Oh...I had the privilege of reading Patricia Scanlan's new book, A Time For Friends, over the actual days of Christmas and it was WONDERFUL. Her best yet. I wish I hadn't read it so I still had it to look forward to in February. I have a pile of books to read - yes, I will, Ellie and Ciara, just been manic and have been collapsing into bed without energy to read much. Also waiting for new Becky Masterman...
Strictly Come Dancing ended.....oh woe is me. How will I live without it? Honestly, I twirl around the kitchen thinking about it - hazardous when you have three small dogs. Mind you, they got three teddies for Christmas, and although one was disembowelled and de-squeaked in two hours, one of the others is still being adored and Licky and Scamp keep stealing it from each other and nibbling it. Poor Dinky does not like the big pink pig thing she is left with. She is getting extra cuddles to make up for this.

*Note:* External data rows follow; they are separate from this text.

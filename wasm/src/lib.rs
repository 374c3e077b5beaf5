use sankey_rs_renderer::config::apply_settings_overrides;
use sankey_rs_renderer::layout::compute_layout_with;
use sankey_rs_renderer::layout_dump::LayoutDump;
use sankey_rs_renderer::{RenderOptions, parse_flows, render_with_options};
use serde::Deserialize;
use wasm_bindgen::prelude::*;

#[derive(Debug, Default, Deserialize)]
#[serde(rename_all = "camelCase")]
struct SankeyRenderOptions {
    theme: Option<String>,
    font_family: Option<String>,
    font_size: Option<f64>,
    settings: Option<serde_json::Value>,
}

fn build_render_options(options: SankeyRenderOptions) -> Result<RenderOptions, String> {
    let mut render_options = if options.theme.as_deref() == Some("modern") {
        RenderOptions::modern()
    } else {
        RenderOptions::figma_default()
    };

    if let Some(font_family) = options.font_family {
        render_options.theme.font_family = font_family;
    }
    if let Some(font_size) = options.font_size {
        render_options.theme.font_size = font_size;
    }
    if let Some(settings) = &options.settings {
        apply_settings_overrides(&mut render_options.settings, settings)
            .map_err(|error| error.to_string())?;
    }

    Ok(render_options)
}

fn parse_options(options_json: Option<String>) -> Result<RenderOptions, JsValue> {
    let options = if let Some(raw_options) = options_json {
        serde_json::from_str::<SankeyRenderOptions>(&raw_options)
            .map_err(|error| JsValue::from_str(&error.to_string()))?
    } else {
        SankeyRenderOptions::default()
    };
    build_render_options(options).map_err(|error| JsValue::from_str(&error))
}

#[wasm_bindgen]
pub fn render_sankey_svg(input: &str, options_json: Option<String>) -> Result<String, JsValue> {
    let render_options = parse_options(options_json)?;
    render_with_options(input, render_options).map_err(|error| JsValue::from_str(&error.to_string()))
}

/// Layout only, as the same camelCase JSON the CLI writes with `--dumpLayout`.
#[wasm_bindgen]
pub fn compute_sankey_layout(input: &str, options_json: Option<String>) -> Result<String, JsValue> {
    let mut render_options = parse_options(options_json)?;
    layout_json(input, &mut render_options).map_err(|error| JsValue::from_str(&error))
}

fn layout_json(input: &str, options: &mut RenderOptions) -> Result<String, String> {
    let parsed = parse_flows(input).map_err(|error| error.to_string())?;
    if let Some(overrides) = &parsed.settings {
        apply_settings_overrides(&mut options.settings, overrides)
            .map_err(|error| error.to_string())?;
    }
    let layout = compute_layout_with(&parsed.edges, &options.settings, &options.layout)
        .map_err(|error| error.to_string())?;
    serde_json::to_string(&LayoutDump::from_layout(&layout)).map_err(|error| error.to_string())
}
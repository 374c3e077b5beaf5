use std::collections::VecDeque;

use super::flow_index::FlowIndex;

/// Longest-path level per node, relaxed in FIFO order from the pure sources.
///
/// Nodes held back by a cycle are never dequeued; they keep the largest level
/// proposed to them so far, or 0.
pub(super) fn assign_levels(index: &FlowIndex) -> Vec<usize> {
    let node_count = index.node_count();

    // Distinct successors in first-seen order, and distinct predecessor counts,
    // so each adjacency entry decrements exactly one in-degree unit.
    let mut successors: Vec<Vec<usize>> = vec![Vec::new(); node_count];
    let mut indegree = vec![0usize; node_count];
    for &(from_idx, to_idx) in &index.edge_ends {
        if !successors[from_idx].contains(&to_idx) {
            successors[from_idx].push(to_idx);
            indegree[to_idx] += 1;
        }
    }

    let mut levels = vec![0usize; node_count];
    let mut enqueued = vec![false; node_count];
    let mut queue: VecDeque<usize> = VecDeque::new();
    for (idx, &deg) in indegree.iter().enumerate() {
        if deg == 0 {
            queue.push_back(idx);
            enqueued[idx] = true;
        }
    }

    let mut visited = 0usize;
    while let Some(node_idx) = queue.pop_front() {
        visited += 1;
        let proposed = levels[node_idx] + 1;
        for &target in &successors[node_idx] {
            levels[target] = levels[target].max(proposed);
            indegree[target] -= 1;
            if indegree[target] == 0 && !enqueued[target] {
                enqueued[target] = true;
                queue.push_back(target);
            }
        }
    }

    if visited < node_count {
        log::debug!(
            unresolved = node_count - visited;
            "Cycle detected, some nodes keep best-effort levels"
        );
    }
    levels
}

#[cfg(test)]
mod tests {
    use super::*;
    use crate::ir::FlowEdge;

    fn levels_of(edges: &[FlowEdge]) -> Vec<(String, usize)> {
        let index = FlowIndex::build(edges);
        let levels = assign_levels(&index);
        index.node_ids.iter().cloned().zip(levels).collect()
    }

    fn level(levels: &[(String, usize)], id: &str) -> usize {
        levels
            .iter()
            .find(|(node, _)| node == id)
            .map(|(_, level)| *level)
            .unwrap()
    }

    #[test]
    fn longest_path_wins() {
        let levels = levels_of(&[
            FlowEdge::new("a", "b", 10.0),
            FlowEdge::new("b", "c", 10.0),
            FlowEdge::new("a", "c", 5.0),
        ]);
        assert_eq!(level(&levels, "a"), 0);
        assert_eq!(level(&levels, "b"), 1);
        assert_eq!(level(&levels, "c"), 2);
    }

    #[test]
    fn parallel_edges_do_not_block_propagation() {
        let levels = levels_of(&[
            FlowEdge::new("a", "b", 1.0),
            FlowEdge::new("a", "b", 2.0),
            FlowEdge::new("b", "c", 3.0),
        ]);
        assert_eq!(level(&levels, "b"), 1);
        assert_eq!(level(&levels, "c"), 2);
    }

    #[test]
    fn multiple_sources_share_level_zero() {
        let levels = levels_of(&[FlowEdge::new("a", "c", 1.0), FlowEdge::new("b", "c", 1.0)]);
        assert_eq!(level(&levels, "a"), 0);
        assert_eq!(level(&levels, "b"), 0);
        assert_eq!(level(&levels, "c"), 1);
    }

    #[test]
    fn pure_cycle_defaults_to_zero() {
        let levels = levels_of(&[FlowEdge::new("a", "b", 1.0), FlowEdge::new("b", "a", 1.0)]);
        assert_eq!(level(&levels, "a"), 0);
        assert_eq!(level(&levels, "b"), 0);
    }

    #[test]
    fn cycle_fed_by_source_keeps_proposal() {
        // s -> x <-> y: x is proposed level 1 but never dequeued
        let levels = levels_of(&[
            FlowEdge::new("s", "x", 1.0),
            FlowEdge::new("x", "y", 1.0),
            FlowEdge::new("y", "x", 1.0),
        ]);
        assert_eq!(level(&levels, "s"), 0);
        assert_eq!(level(&levels, "x"), 1);
        assert_eq!(level(&levels, "y"), 0);
    }

    #[test]
    fn self_loop_terminates() {
        let levels = levels_of(&[FlowEdge::new("a", "a", 1.0), FlowEdge::new("a", "b", 1.0)]);
        assert_eq!(level(&levels, "a"), 0);
        assert_eq!(level(&levels, "b"), 0);
    }
}
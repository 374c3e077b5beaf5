use std::collections::{BTreeMap, HashSet};
use std::path::Path;

use proptest::prelude::*;
use sankey_rs_renderer::{
    FlowEdge, RenderOptions, SankeyLayout, SankeySettings, compute_layout, parse_flows,
    render_with_options,
};

fn layout(edges: &[FlowEdge]) -> SankeyLayout {
    compute_layout(edges, &SankeySettings::default()).expect("layout failed")
}

fn assert_valid_svg(svg: &str, fixture: &str) {
    assert!(svg.starts_with("<svg"), "{fixture}: missing <svg tag");
    assert!(svg.ends_with("</svg>"), "{fixture}: missing </svg tag");
    assert!(!svg.contains("NaN"), "{fixture}: NaN leaked into output");
}

#[test]
fn single_flow_spans_two_levels() {
    let result = layout(&[FlowEdge::new("a", "b", 10.0)]);
    assert_eq!(result.nodes.len(), 2);
    assert_eq!(result.node("a").unwrap().level, 0);
    assert_eq!(result.node("b").unwrap().level, 1);
    assert_eq!(result.flows.len(), 1);
    assert_eq!(result.flows[0].thickness, 25.0);
}

#[test]
fn longest_path_beats_direct_edge() {
    let result = layout(&[
        FlowEdge::new("a", "b", 10.0),
        FlowEdge::new("b", "c", 10.0),
        FlowEdge::new("a", "c", 5.0),
    ]);
    let levels: Vec<_> = ["a", "b", "c"]
        .iter()
        .map(|id| result.node(id).unwrap().level)
        .collect();
    assert_eq!(levels, vec![0, 1, 2]);
}

#[test]
fn zero_values_fall_back_to_minimums() {
    let result = layout(&[FlowEdge::new("a", "b", 0.0)]);
    for node in &result.nodes {
        assert_eq!(node.height, 30.0);
        assert_eq!(node.total_value, 0.0);
    }
    assert_eq!(result.flows[0].thickness, 2.0);
    assert!(result.flows[0].from_y.is_finite());
}

#[test]
fn empty_edge_list_is_empty_layout() {
    let result = layout(&[]);
    assert!(result.nodes.is_empty());
    assert!(result.flows.is_empty());
}

#[test]
fn incoming_flows_sorted_and_stacked() {
    let edges = [FlowEdge::new("a", "c", 3.0), FlowEdge::new("b", "c", 7.0)];
    let result = layout(&edges);
    let c = result.node("c").unwrap();
    assert_eq!(
        c.incoming_flows,
        vec![FlowEdge::new("b", "c", 7.0), FlowEdge::new("a", "c", 3.0)]
    );

    let into_c: Vec<_> = result.flows.iter().filter(|f| f.to == "c").collect();
    assert_eq!(into_c.len(), 2);
    let first = into_c[0];
    let second = into_c[1];
    assert!(second.to_y > first.to_y);
    let first_top = first.to_y - first.thickness / 2.0;
    let second_top = second.to_y - second.thickness / 2.0;
    assert!(second_top - first_top >= first.thickness + 2.0 - 1e-9);
}

#[test]
fn render_all_fixtures() {
    let root = Path::new(env!("CARGO_MANIFEST_DIR"))
        .join("tests")
        .join("fixtures");

    // Keep this list explicit so new fixtures must be added intentionally.
    let candidates = [
        "energy.txt",
        "budget.json",
        "message.json",
        "cycle.txt",
        "zero.txt",
    ];
    for name in candidates {
        let input = std::fs::read_to_string(root.join(name)).expect("fixture read failed");
        let svg = render_with_options(&input, RenderOptions::default())
            .unwrap_or_else(|err| panic!("{name}: {err}"));
        assert_valid_svg(&svg, name);

        let parsed = parse_flows(&input).expect("parse failed");
        let flow_paths = svg.matches("class=\"sankey-flow\"").count();
        assert_eq!(flow_paths, parsed.edges.len(), "{name}: flow count");
    }
}

#[test]
fn message_fixture_applies_embedded_settings() {
    let input = std::fs::read_to_string(
        Path::new(env!("CARGO_MANIFEST_DIR")).join("tests/fixtures/message.json"),
    )
    .unwrap();
    let svg = render_with_options(&input, RenderOptions::modern()).unwrap();
    assert!(svg.contains("width=\"960\" height=\"640\""));
    assert!(svg.contains("linearGradient"));
}

#[test]
fn cycle_fixture_places_every_node() {
    let input = std::fs::read_to_string(
        Path::new(env!("CARGO_MANIFEST_DIR")).join("tests/fixtures/cycle.txt"),
    )
    .unwrap();
    let parsed = parse_flows(&input).unwrap();
    let result = layout(&parsed.edges);
    let ids: Vec<_> = result.nodes.iter().map(|n| n.id.as_str()).collect();
    assert_eq!(ids, vec!["Source", "A", "B", "Sink"]);
    assert_eq!(result.node("Source").unwrap().level, 0);
    assert!(result.flows.iter().all(|f| f.thickness.is_finite()));
}

fn arb_edges() -> impl Strategy<Value = Vec<FlowEdge>> {
    prop::collection::vec((0usize..8, 0usize..8, 0u32..1000), 0..24).prop_map(|raw| {
        raw.into_iter()
            .map(|(from, to, value)| {
                FlowEdge::new(format!("n{from}"), format!("n{to}"), f64::from(value))
            })
            .collect()
    })
}

fn arb_dag_edges() -> impl Strategy<Value = Vec<FlowEdge>> {
    prop::collection::vec((0usize..8, 1usize..8, 1u32..500), 0..24).prop_map(|raw| {
        raw.into_iter()
            .map(|(from, step, value)| {
                let to = from + step;
                FlowEdge::new(format!("n{from}"), format!("n{to}"), f64::from(value))
            })
            .collect()
    })
}

proptest! {
    #[test]
    fn every_endpoint_becomes_exactly_one_node(edges in arb_edges()) {
        let result = layout(&edges);
        let expected: HashSet<&str> = edges
            .iter()
            .flat_map(|e| [e.from.as_str(), e.to.as_str()])
            .collect();
        let ids: Vec<&str> = result.nodes.iter().map(|n| n.id.as_str()).collect();
        let unique: HashSet<&str> = ids.iter().copied().collect();
        prop_assert_eq!(ids.len(), unique.len());
        prop_assert_eq!(unique, expected);
    }

    #[test]
    fn flows_follow_input_order(edges in arb_edges()) {
        let result = layout(&edges);
        prop_assert_eq!(result.flows.len(), edges.len());
        for (flow, edge) in result.flows.iter().zip(&edges) {
            prop_assert_eq!(&flow.from, &edge.from);
            prop_assert_eq!(&flow.to, &edge.to);
            prop_assert_eq!(flow.value, edge.value);
        }
    }

    #[test]
    fn layout_is_deterministic(edges in arb_edges()) {
        prop_assert_eq!(layout(&edges), layout(&edges));
    }

    #[test]
    fn dag_levels_increase_along_edges(edges in arb_dag_edges()) {
        let result = layout(&edges);
        for edge in &edges {
            let from = result.node(&edge.from).unwrap().level;
            let to = result.node(&edge.to).unwrap().level;
            prop_assert!(from < to, "{} -> {}: {} !< {}", edge.from, edge.to, from, to);
        }
    }

    #[test]
    fn nodes_in_a_level_do_not_overlap(edges in arb_edges()) {
        let settings = SankeySettings::default();
        let result = layout(&edges);
        let mut by_level: BTreeMap<usize, Vec<(f64, f64)>> = BTreeMap::new();
        for node in &result.nodes {
            by_level.entry(node.level).or_default().push((node.y, node.bottom()));
        }
        for spans in by_level.values_mut() {
            spans.sort_by(|a, b| a.0.total_cmp(&b.0));
            for pair in spans.windows(2) {
                prop_assert!(pair[1].0 >= pair[0].1 + settings.node_padding - 1e-9);
            }
        }
    }

    #[test]
    fn thickness_stays_clamped(edges in arb_edges()) {
        let result = layout(&edges);
        for flow in &result.flows {
            prop_assert!(!flow.thickness.is_nan());
            prop_assert!((2.0..=30.0).contains(&flow.thickness));
            prop_assert!(flow.from_y.is_finite() && flow.to_y.is_finite());
        }
    }
}
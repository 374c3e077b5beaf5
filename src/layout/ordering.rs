use crate::ir::FlowEdge;

/// Incident flows of one node, largest value first. Stable on ties.
pub(super) fn sorted_flows(edge_ids: &[usize], edges: &[FlowEdge]) -> Vec<FlowEdge> {
    let mut flows: Vec<FlowEdge> = edge_ids.iter().map(|&e| edges[e].clone()).collect();
    flows.sort_by(|a, b| b.value.total_cmp(&a.value));
    flows
}

#[cfg(test)]
mod tests {
    use super::*;

    #[test]
    fn sorts_descending_and_keeps_tie_order() {
        let edges = vec![
            FlowEdge::new("a", "c", 3.0),
            FlowEdge::new("b", "c", 7.0),
            FlowEdge::new("d", "c", 3.0),
        ];
        let sorted = sorted_flows(&[0, 1, 2], &edges);
        assert_eq!(sorted[0], edges[1]);
        assert_eq!(sorted[1], edges[0]);
        assert_eq!(sorted[2], edges[2]);
    }
}
use once_cell::sync::Lazy;
use regex::Regex;

static HEX_RE: Lazy<Regex> =
    Lazy::new(|| Regex::new(r"(?i)^#?([a-f\d]{2})([a-f\d]{2})([a-f\d]{2})$").unwrap());

#[derive(Debug, Clone, Copy, PartialEq)]
pub struct Rgb {
    pub r: f64,
    pub g: f64,
    pub b: f64,
}

impl Rgb {
    pub const BLACK: Rgb = Rgb {
        r: 0.0,
        g: 0.0,
        b: 0.0,
    };

    /// CSS `rgb()` form with 0-255 channels.
    pub fn to_css(self) -> String {
        let channel = |v: f64| (v.clamp(0.0, 1.0) * 255.0).round() as u8;
        format!(
            "rgb({}, {}, {})",
            channel(self.r),
            channel(self.g),
            channel(self.b)
        )
    }
}

pub fn is_hex_color(input: &str) -> bool {
    HEX_RE.is_match(input.trim())
}

/// Parses `#rrggbb` (leading `#` optional). Anything else is black.
pub fn hex_to_rgb(input: &str) -> Rgb {
    let Some(caps) = HEX_RE.captures(input.trim()) else {
        return Rgb::BLACK;
    };
    let channel = |idx: usize| {
        caps.get(idx)
            .and_then(|m| u8::from_str_radix(m.as_str(), 16).ok())
            .map(|v| v as f64 / 255.0)
            .unwrap_or(0.0)
    };
    Rgb {
        r: channel(1),
        g: channel(2),
        b: channel(3),
    }
}

/// `hash = hash * 31 + unit` over UTF-16 code units, wrapping at 32 bits.
pub fn hash_code(input: &str) -> i32 {
    input.encode_utf16().fold(0i32, |hash, unit| {
        hash.wrapping_shl(5)
            .wrapping_sub(hash)
            .wrapping_add(i32::from(unit))
    })
}

pub fn palette_index(id: &str, palette_len: usize) -> usize {
    if palette_len == 0 {
        return 0;
    }
    let magnitude = i64::from(hash_code(id)).unsigned_abs();
    (magnitude % palette_len as u64) as usize
}

pub fn node_color<'a>(id: &str, palette: &'a [String]) -> Option<&'a str> {
    palette
        .get(palette_index(id, palette.len()))
        .map(String::as_str)
}
//! The `Environment` and its time-ordered merge loop.

use std::fmt;

use tracing::debug;

use ms_behavior::{Agent, BehaviorError, GlobalAgentRef, LocalAgent, LocalAgentRef};
use ms_core::{AgentId, CoreError, Event};
use ms_schedule::{EventQueue, Scheduler};
use ms_spatial::SpaceRef;

use crate::control::Admit;
use crate::{
    EnvObserver, NoopObserver, RunStatus, SimError, SimResult, SimulationControl, StepSource,
};

/// What one call to [`Environment::step`] did.
#[derive(Copy, Clone, Debug, PartialEq)]
pub enum Step {
    /// One unit of work ran at `time`.
    Advanced { time: f64, source: StepSource },
    /// The earliest pending event lies beyond the final time.
    Finished,
    /// No scheduler or nested environment has anything left to run.
    Exhausted,
}

/// One scale of a multi-scale simulation.
///
/// An environment owns cellular spaces, agents, schedulers, and nested
/// environments.  Schedulers and nested environments are kept in two ordered
/// queues keyed by their next event; each step advances whichever head is
/// earlier by one unit of work and re-keys it by its new next event.  The
/// result is a globally time-ordered interleaving across arbitrarily deep
/// nesting without a shared queue.
pub struct Environment {
    name: String,

    spaces:        Vec<SpaceRef>,
    local_agents:  Vec<LocalAgentRef>,
    global_agents: Vec<GlobalAgentRef>,

    schedulers: EventQueue<Scheduler>,
    children:   EventQueue<Environment>,

    final_time: f64,
    /// Time of the last step; `-inf` before the first one.
    time:       f64,
}

impl Environment {
    pub fn new(name: impl Into<String>) -> Self {
        Self {
            name:          name.into(),
            spaces:        Vec::new(),
            local_agents:  Vec::new(),
            global_agents: Vec::new(),
            schedulers:    EventQueue::new(),
            children:      EventQueue::new(),
            final_time:    f64::INFINITY,
            time:          f64::NEG_INFINITY,
        }
    }

    pub fn name(&self) -> &str {
        &self.name
    }

    // ── Registration ──────────────────────────────────────────────────────

    /// Attach every registered local agent's first control mode to every cell
    /// currently in `space`, then keep the space.
    ///
    /// Either every agent is attached or, on error, none is.
    pub fn add_space(&mut self, space: SpaceRef) -> SimResult<()> {
        let mut agents = self
            .local_agents
            .iter()
            .map(|a| a.try_borrow_mut().map_err(|_| SimError::AgentBorrowed))
            .collect::<SimResult<Vec<_>>>()?;
        for agent in &agents {
            ensure_attachable(&**agent)?;
        }
        if space.try_borrow_mut().is_err() {
            return Err(SimError::SpaceBorrowed(self.spaces.len()));
        }

        for agent in &mut agents {
            agent.attach_space(&space)?;
        }
        self.spaces.push(space);
        Ok(())
    }

    /// Attach the agent's first control mode to every cell of every
    /// registered space, then keep the agent.
    ///
    /// Either every space is attached or, on error, none is.
    pub fn add_local_agent(&mut self, agent: LocalAgentRef) -> SimResult<()> {
        let id = agent.try_borrow().map_err(|_| SimError::AgentBorrowed)?.id();
        self.check_unique(id)?;
        {
            let mut a = agent.try_borrow_mut().map_err(|_| SimError::AgentBorrowed)?;
            if !self.spaces.is_empty() {
                ensure_attachable(&*a)?;
            }
            if let Some(i) = self.spaces.iter().position(|s| s.try_borrow_mut().is_err()) {
                return Err(SimError::SpaceBorrowed(i));
            }
            for space in &self.spaces {
                a.attach_space(space)?;
            }
        }
        self.local_agents.push(agent);
        Ok(())
    }

    /// Keep a global agent.  Global agents track no per-cell state.
    pub fn add_global_agent(&mut self, agent: GlobalAgentRef) -> SimResult<()> {
        let id = agent.try_borrow().map_err(|_| SimError::AgentBorrowed)?.id();
        self.check_unique(id)?;
        self.global_agents.push(agent);
        Ok(())
    }

    /// Register a scheduler, keyed by its current head event.
    pub fn add_scheduler(&mut self, scheduler: Scheduler) {
        let key = scheduler.next_event();
        self.schedulers.push(key, scheduler);
    }

    /// Register a nested environment, keyed by its current head event.
    pub fn add_environment(&mut self, environment: Environment) {
        let key = environment.next_event();
        self.children.push(key, environment);
    }

    fn check_unique(&self, id: AgentId) -> SimResult<()> {
        let local = self
            .local_agents
            .iter()
            .map(|a| a.try_borrow().map(|a| a.id()));
        let global = self
            .global_agents
            .iter()
            .map(|a| a.try_borrow().map(|a| a.id()));
        for existing in local.chain(global) {
            if existing.map_err(|_| SimError::AgentBorrowed)? == id {
                return Err(SimError::DuplicateAgent(id));
            }
        }
        Ok(())
    }

    // ── Configuration and inspection ──────────────────────────────────────

    /// Stop once the next event lies beyond `final_time`.  A NaN final time
    /// is rejected, as in `KernelConfig::validate`.
    pub fn config(&mut self, final_time: f64) -> SimResult<()> {
        if final_time.is_nan() {
            return Err(CoreError::Config("final_time must not be NaN".into()).into());
        }
        self.final_time = final_time;
        Ok(())
    }

    pub fn final_time(&self) -> f64 {
        self.final_time
    }

    /// Time of the last step, `-inf` before the first.
    pub fn time(&self) -> f64 {
        self.time
    }

    /// Earliest head-event time over all schedulers and nested environments,
    /// or `None` when neither kind is registered.
    pub fn initial_time(&self) -> Option<f64> {
        self.head().map(|(_, event)| event.time())
    }

    /// The event this environment would run next, or [`Event::never`] when
    /// it has nothing left to run before its final time.
    pub fn next_event(&self) -> Event {
        match self.head() {
            Some((_, event)) if event.time() <= self.final_time => event,
            _ => Event::never(),
        }
    }

    pub fn spaces(&self) -> &[SpaceRef] {
        &self.spaces
    }

    pub fn local_agents(&self) -> &[LocalAgentRef] {
        &self.local_agents
    }

    pub fn global_agents(&self) -> &[GlobalAgentRef] {
        &self.global_agents
    }

    /// Schedulers in next-event order.
    pub fn schedulers(&self) -> impl Iterator<Item = &Scheduler> + '_ {
        self.schedulers.iter().map(|(_, s)| s)
    }

    /// Nested environments in next-event order.
    pub fn environments(&self) -> impl Iterator<Item = &Environment> + '_ {
        self.children.iter().map(|(_, e)| e)
    }

    /// The earlier of the two queue heads.  Ties go to the schedulers.
    fn head(&self) -> Option<(StepSource, Event)> {
        match (self.schedulers.peek_event(), self.children.peek_event()) {
            (None, None) => None,
            (Some(s), None) => Some((StepSource::Scheduler, s)),
            (None, Some(c)) => Some((StepSource::Environment, c)),
            (Some(s), Some(c)) => {
                if c.time() < s.time() {
                    Some((StepSource::Environment, c))
                } else {
                    Some((StepSource::Scheduler, s))
                }
            }
        }
    }

    // ── Execution ─────────────────────────────────────────────────────────

    /// Advance by exactly one unit of work: one message of the earliest
    /// scheduler, or one step of the earliest nested environment.
    pub fn step(&mut self) -> Step {
        let Some((source, head)) = self.head() else {
            return Step::Exhausted;
        };
        if head.is_never() {
            return Step::Exhausted;
        }
        if head.time() > self.final_time {
            return Step::Finished;
        }

        match source {
            StepSource::Scheduler => {
                if let Some((_, mut scheduler)) = self.schedulers.pop() {
                    let next = scheduler.execute();
                    self.schedulers.push(next, scheduler);
                }
            }
            StepSource::Environment => {
                if let Some((_, mut child)) = self.children.pop() {
                    child.step();
                    let next = child.next_event();
                    self.children.push(next, child);
                }
            }
        }

        self.time = head.time();
        debug!(env = %self.name, time = self.time, source = ?source, "step");
        Step::Advanced { time: self.time, source }
    }

    /// Run until finished or exhausted.
    pub fn execute(&mut self) -> RunStatus {
        self.execute_with(&mut SimulationControl::running(), &mut NoopObserver)
    }

    /// Run under host control, reporting every step to `observer`.
    ///
    /// `control` is checked before each step.  A `Suspended` run continues
    /// from where it stopped on the next call.
    pub fn execute_with<O: EnvObserver>(
        &mut self,
        control:  &mut SimulationControl,
        observer: &mut O,
    ) -> RunStatus {
        let status = loop {
            match control.admit() {
                Admit::Stop => break RunStatus::Stopped,
                Admit::Suspend => break RunStatus::Suspended,
                Admit::Run => {}
            }
            match self.step() {
                Step::Advanced { time, source } => observer.on_step(time, source),
                Step::Finished => break RunStatus::Finished,
                Step::Exhausted => break RunStatus::Exhausted,
            }
        };
        debug!(env = %self.name, time = self.time, status = ?status, "run ended");
        observer.on_run_end(self.time, status);
        status
    }

    /// Apply deferred structural changes in every owned space.  Returns the
    /// number of changes applied.
    pub fn synchronize(&mut self) -> SimResult<usize> {
        self.synchronize_with(&mut NoopObserver)
    }

    pub fn synchronize_with<O: EnvObserver>(&mut self, observer: &mut O) -> SimResult<usize> {
        let mut applied = 0;
        for (i, space) in self.spaces.iter().enumerate() {
            applied += space
                .try_borrow_mut()
                .map_err(|_| SimError::SpaceBorrowed(i))?
                .update()?;
        }
        observer.on_synchronize(self.time);
        Ok(applied)
    }
}

/// A local agent with no control modes cannot be attached to any cell.
fn ensure_attachable(agent: &LocalAgent) -> SimResult<()> {
    if agent.core().modes().is_empty() {
        return Err(BehaviorError::NoControlModes(agent.id()).into());
    }
    Ok(())
}

impl Default for Environment {
    fn default() -> Self {
        Self::new("environment")
    }
}

impl fmt::Debug for Environment {
    fn fmt(&self, f: &mut fmt::Formatter<'_>) -> fmt::Result {
        f.debug_struct("Environment")
            .field("name", &self.name)
            .field("time", &self.time)
            .field("final_time", &self.final_time)
            .field("spaces", &self.spaces.len())
            .field("local_agents", &self.local_agents.len())
            .field("global_agents", &self.global_agents.len())
            .field("schedulers", &self.schedulers.len())
            .field("environments", &self.children.len())
            .finish()
    }
}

We saw lots of movies - the new Penquins of Madagascar one, Paddington and the last Night At The Museum one. We are also going to see Into The Woods...yes, slightly child-orientated on the movies. No wonder I like thrillers in the book world. Oh yeah, I ate an entire box of Roses chocolates all by myself. Over Christmas. I hid them. Is this bad?
Finally, I am madly writing my new book. Very exciting. It's coming out in September this year. Cunningly, it has about eight titles so far, so there is a danger of me mixing them all up on the computer desktop (which has happened in the past. But I am older and wiser now.)
I am determined to get the hang of mindfulness this year. But hold on, must check my emails first...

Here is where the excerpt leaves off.